▶ ABOUT THIS TASK
Take the data below and extract the lines from the one with "let Some(win) = Self::evaluate_line(grid, payline, ctx)" to the one with "else if wilds", inclusive, exactly as written.

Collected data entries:
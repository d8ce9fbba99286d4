//! Paylines, bet gating and line evaluation

use std::collections::BTreeSet;

use serde::{Deserialize, Serialize};

use rr_stage::JackpotTier;

use crate::grid::{COLS, Cell, Grid};
use crate::spin::SpinContext;
use crate::symbols::Symbol;

/// Shortest run that pays
pub const MIN_RUN: u8 = 3;

/// Bet at which Wild, Food and Radiation unlock outside VIP mode
pub const MID_TIER_BET: i64 = 50;

/// Bet at which Gem and Seven unlock outside VIP mode
pub const HIGH_TIER_BET: i64 = 100;

/// A payline definition
#[derive(Debug, Clone, Copy, PartialEq, Eq, Serialize, Deserialize)]
pub struct Payline {
    /// Payline index (0-based)
    pub index: u8,
    /// Row for each column
    pub rows: [u8; COLS],
}

impl Payline {
    pub const fn new(index: u8, rows: [u8; COLS]) -> Self {
        Self { index, rows }
    }

    pub fn cells(&self) -> impl Iterator<Item = Cell> + '_ {
        self.rows
            .iter()
            .enumerate()
            .map(|(col, &row)| Cell::new(row, col as u8))
    }
}

/// The ten fixed paylines
pub const PAYLINES: [Payline; 10] = [
    // Straight lines
    Payline::new(0, [0, 0, 0, 0, 0]),
    Payline::new(1, [1, 1, 1, 1, 1]),
    Payline::new(2, [2, 2, 2, 2, 2]),
    // V shapes
    Payline::new(3, [0, 1, 2, 1, 0]),
    Payline::new(4, [2, 1, 0, 1, 2]),
    // Steps
    Payline::new(5, [0, 0, 1, 2, 2]),
    Payline::new(6, [2, 2, 1, 0, 0]),
    // Zigzag
    Payline::new(7, [1, 0, 1, 2, 1]),
    Payline::new(8, [1, 2, 1, 0, 1]),
    // Diagonal
    Payline::new(9, [0, 1, 1, 1, 2]),
];

/// Wild substitution is on in VIP mode or from a bet of 50
pub fn wild_enabled(ctx: &SpinContext) -> bool {
    ctx.vip_mode || ctx.bet_amount >= MID_TIER_BET
}

/// Whether a symbol may anchor a paying line at this bet
pub fn is_allowed(symbol: Symbol, ctx: &SpinContext) -> bool {
    match symbol {
        Symbol::Wrench => true,
        Symbol::Food | Symbol::Radiation => ctx.vip_mode || ctx.bet_amount >= MID_TIER_BET,
        Symbol::Gem | Symbol::Seven => ctx.vip_mode || ctx.bet_amount >= HIGH_TIER_BET,
        _ => false,
    }
}

/// Jackpot tier unlocked by a five-symbol run
pub fn jackpot_tier_for(symbol: Symbol) -> Option<JackpotTier> {
    match symbol {
        Symbol::Radiation => Some(JackpotTier::Mini),
        Symbol::Gem => Some(JackpotTier::Major),
        Symbol::Seven => Some(JackpotTier::Grand),
        _ => None,
    }
}

/// Energy contributed by one winning line: 1, 2 or 3 for runs of 3, 4, 5
pub fn energy_for_run(run_length: u8) -> u32 {
    if run_length < MIN_RUN {
        0
    } else {
        (run_length - MIN_RUN + 1) as u32
    }
}

/// Win on a single payline
#[derive(Debug, Clone, PartialEq, Eq, Serialize, Deserialize)]
pub struct LineWin {
    pub line_index: u8,
    /// Base symbol of the run
    pub symbol: Symbol,
    pub run_length: u8,
    pub multiplier: u32,
    /// Every cell of the run, left to right
    pub cells: Vec<Cell>,
    /// Run cells that were wild substitutions
    pub wild_cells: Vec<Cell>,
}

impl LineWin {
    pub fn energy(&self) -> u32 {
        energy_for_run(self.run_length)
    }
}

/// Result of evaluating every payline
#[derive(Debug, Clone, Default, PartialEq, Serialize, Deserialize)]
pub struct EvaluationResult {
    pub line_wins: Vec<LineWin>,
    pub winning_cells: BTreeSet<Cell>,
    /// Sum of line multipliers
    pub total_multiplier: u32,
    /// Sum of per-line energy
    pub energy_gain: u32,
    /// Highest-priority jackpot unlocked by a five-run
    pub jackpot_eligible: Option<JackpotTier>,
}

impl EvaluationResult {
    pub fn is_win(&self) -> bool {
        !self.line_wins.is_empty()
    }

    pub fn winning_line_count(&self) -> usize {
        self.line_wins.len()
    }
}

/// Scores the fixed paylines against a grid
#[derive(Debug, Clone, Copy, Default)]
pub struct PaylineEvaluator;

impl PaylineEvaluator {
    pub fn evaluate(grid: &Grid, ctx: &SpinContext) -> EvaluationResult {
        let mut result = EvaluationResult::default();

        for payline in &PAYLINES {
            let Some(win) = Self::evaluate_line(grid, payline, ctx) else {
                continue;
            };

            result.total_multiplier += win.multiplier;
            result.energy_gain += win.energy();
            result.winning_cells.extend(win.cells.iter().copied());

            if win.run_length as usize == COLS {
                if let Some(tier) = jackpot_tier_for(win.symbol) {
                    // Mini outranks Major outranks Grand
                    result.jackpot_eligible = Some(match result.jackpot_eligible {
                        Some(current) => current.min(tier),
                        None => tier,
                    });
                }
            }

            result.line_wins.push(win);
        }

        result
    }

    /// Evaluate one payline; `None` when it pays nothing
    pub fn evaluate_line(grid: &Grid, payline: &Payline, ctx: &SpinContext) -> Option<LineWin> {
        let cells: Vec<Cell> = payline.cells().collect();
        let symbols: Vec<Symbol> = cells.iter().map(|c| grid.at(*c)).collect();

        let base = symbols.iter().copied().find(Symbol::can_anchor)?;
        if base.pays().is_none() || !is_allowed(base, ctx) {
            return None;
        }

        let wilds = wild_enabled(ctx);
        let mut run = Vec::with_capacity(COLS);
        let mut wild_cells = Vec::new();

        for (cell, symbol) in cells.iter().zip(&symbols) {
            if symbol.breaks_run() {
                break;
            }
            if *symbol == base {
                run.push(*cell);
            } else if wilds && *symbol == Symbol::Wild {
                run.push(*cell);
                wild_cells.push(*cell);
            } else {
                break;
            }
        }

        let run_length = run.len() as u8;
        if run_length < MIN_RUN {
            return None;
        }

        Some(LineWin {
            line_index: payline.index,
            symbol: base,
            run_length,
            multiplier: base.get_pay(run_length),
            cells: run,
            wild_cells,
        })
    }
}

▶ SOLUTION FOR THIS PROBLEM
            let Some(win) = Self::evaluate_line(grid, payline, ctx) else {
                continue;
            };

            result.total_multiplier += win.multiplier;
            result.energy_gain += win.energy();
            result.winning_cells.extend(win.cells.iter().copied());

            if win.run_length as usize == COLS {
                if let Some(tier) = jackpot_tier_for(win.symbol) {
                    // Mini outranks Major outranks Grand
                    result.jackpot_eligible = Some(match result.jackpot_eligible {
                        Some(current) => current.min(tier),
                        None => tier,
                    });
                }
            }

            result.line_wins.push(win);
        }

        result
    }

    /// Evaluate one payline; `None` when it pays nothing
    pub fn evaluate_line(grid: &Grid, payline: &Payline, ctx: &SpinContext) -> Option<LineWin> {
        let cells: Vec<Cell> = payline.cells().collect();
        let symbols: Vec<Symbol> = cells.iter().map(|c| grid.at(*c)).collect();

        let base = symbols.iter().copied().find(Symbol::can_anchor)?;
        if base.pays().is_none() || !is_allowed(base, ctx) {
            return None;
        }

        let wilds = wild_enabled(ctx);
        let mut run = Vec::with_capacity(COLS);
        let mut wild_cells = Vec::new();

        for (cell, symbol) in cells.iter().zip(&symbols) {
            if symbol.breaks_run() {
                break;
            }
            if *symbol == base {
                run.push(*cell);
            } else if wilds && *symbol == Symbol::Wild {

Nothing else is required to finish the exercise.